Updated Guidelines for Healthcare Providers Caring for Infants or Children with Possible Zika Virus Infection

CDC has updated its interim guidelines for healthcare providers who care for infants and children with possible Zika virus infection. The guidance, which has been expanded to cover children up to 18 years old, includes these updates:

  • A new recommendation that infants with typical head size, normal ultrasounds, and a normal physical exam born to mothers who traveled to or lived in areas with Zika do not require any special care beyond what is routinely provided to newborns.
  • A new recommendation to suspect Zika virus disease in children, in addition to infants, who have traveled to or lived in an area with Zika within the past 2 weeks and have at least two of these symptoms: fever, rash, red eyes, or joint pain. Because transmission of Zika virus from mother to infant during delivery is possible, this recommendation also applies to infants during the first 2 weeks of life whose mother traveled to or resided in an affected area within 2 weeks of delivery.

Parents in families traveling to or living in areas with Zika can help protect their children by strictly following steps to prevent mosquito bites. Based on what we know now, Zika virus disease in children, as for adults, is usually mild.  As an arboviral disease, Zika virus disease is a nationally notifiable condition; healthcare providers should report suspected cases to their local, state, or territorial health department.  CDC’s guidance will continue to be updated as we learn more.

WHO Zika situation report

  • Between January 2007 and 17 February 2016, a total of 41 countries and territories reported local (autochthonous) transmission of Zika virus, including those where the outbreak is now over. One country (United States of America) reported a locally acquired case without vector-borne transmission, likely to have been contracted by sexual contact, and indirect evidence of local transmission has been documented in six additional countries. Two new countries/territories have reported local transmission in the week running up to 17 February 2016 (Aruba and Bonaire).
  • Geographical distribution of Zika virus has steadily broadened since the virus was first detected in the Americas in 2015. Zika transmission has been reported in 28 countries/territories. The discovery of Zika virus in additional countries within the geographical range of competent mosquito vectors — especially Aedes aegypti— is considered likely.
  • Six countries/territories (Brazil, French Polynesia, El Salvador, Venezuela, Colombia and Suriname) have reported an increase in the incidence of cases of microcephaly and/or Guillain-Barré syndrome (GBS) following a Zika virus outbreak. Microcephaly has so far been reported only from Brazil and French Polynesia. Puerto Rico and Martinique have also reported cases of GBS associated with Zika virus infection, but without evidence of an overall increase in the incidence of GBS.
  • Evidence that neurological disorders, including microcephaly and GBS, are linked to Zika virus infection remains circumstantial, but a growing body of clinical and epidemiological data possibly leans towards a causal role for Zika virus.
  • The global prevention and control strategy launched by WHO as a Strategic Response Framework (SRF) encompasses surveillance, response activities, and research. Following consultation with partners and taking changes in caseload into account, the SRF will be updated at the end of March 2016 to reflect epidemiological evidence coming to light and the evolving division of roles and responsibilities for tackling this emergency.
  • From 2007 to 11 February 2016, Zika virus transmission was documented in a total of 48 countries/territories (Fig. 1 and Fig. 2). This includes 36 countries which reported local transmission between 2015 and 2016, six countries with indirect evidence of viral circulation, five countries with reported terminated outbreaks and one country with a locally acquired case but without vector-borne transmission (Table 1). Two new countries/territories – Aruba and Bonaire – reported autochthonous transmission in the week running up to 17 February 2016.
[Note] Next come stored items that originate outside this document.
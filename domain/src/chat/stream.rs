//! Streaming event vocabularies.
//!
//! Two event families cross this module:
//!
//! - [`StreamEvent`] — what the model gateway yields while a response is in
//!   flight (text deltas, then one terminal event). Bridges the provider's
//!   SSE framing to the orchestrator.
//! - [`ChatEvent`] — what the orchestrator emits to the streaming transport
//!   for the caller (text fragments, tool notices, `done`/`error`).
//!
//! Both are ordered and terminate with exactly one terminal event. The
//! transport serializes each [`ChatEvent`] as a discrete, independently
//! parseable frame, so the family is serde-tagged.

use crate::chat::response::ModelResponse;
use serde::{Deserialize, Serialize};

/// An event in a streaming model response.
#[derive(Debug, Clone)]
pub enum StreamEvent {
    /// A text chunk from the model.
    Delta(String),
    /// The full structured response (terminal; may carry tool calls).
    CompletedResponse(ModelResponse),
    /// An error that occurred during streaming (terminal).
    Error(String),
}

impl StreamEvent {
    /// Returns true if this event signals the end of the stream.
    pub fn is_terminal(&self) -> bool {
        matches!(
            self,
            StreamEvent::CompletedResponse(_) | StreamEvent::Error(_)
        )
    }
}

/// An event emitted by the orchestrator towards the caller.
///
/// Delivered in emission order on an append-only channel held open for the
/// duration of one request; `Done` and `Error` are terminal.
#[derive(Debug, Clone, PartialEq, Serialize, Deserialize)]
#[serde(tag = "type", rename_all = "snake_case")]
pub enum ChatEvent {
    /// An incremental piece of the assistant's answer text.
    TextFragment { text: String },
    /// A tool invocation started (emitted before the tool runs).
    ToolInvoked { name: String },
    /// The exchange completed successfully.
    Done,
    /// The exchange failed; `reason` is a stable, non-leaking string.
    Error { reason: String },
}

impl ChatEvent {
    pub fn fragment(text: impl Into<String>) -> Self {
        ChatEvent::TextFragment { text: text.into() }
    }

    pub fn tool_invoked(name: impl Into<String>) -> Self {
        ChatEvent::ToolInvoked { name: name.into() }
    }

    pub fn error(reason: impl Into<String>) -> Self {
        ChatEvent::Error {
            reason: reason.into(),
        }
    }

    /// Returns true if this event ends the stream.
    pub fn is_terminal(&self) -> bool {
        matches!(self, ChatEvent::Done | ChatEvent::Error { .. })
    }
}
WHO: Maintaining a safe and adequate blood supply during Zika virus outbreaks

These guidelines have been developed in recognition that infection with Zika virus may present a risk to blood safety, and in consideration of the declaration on 1 February 2016 by the WHO Director-General of a Public Health Emergency of International Concern with regard to clusters of microcephaly and other neurological disorders, potentially associated with Zika virus. Currently there is limited knowledge of Zika virus biology and lack of definitive evidence of a link between infection and potential complications. These guidelines will be regularly reviewed and updated as new information becomes available.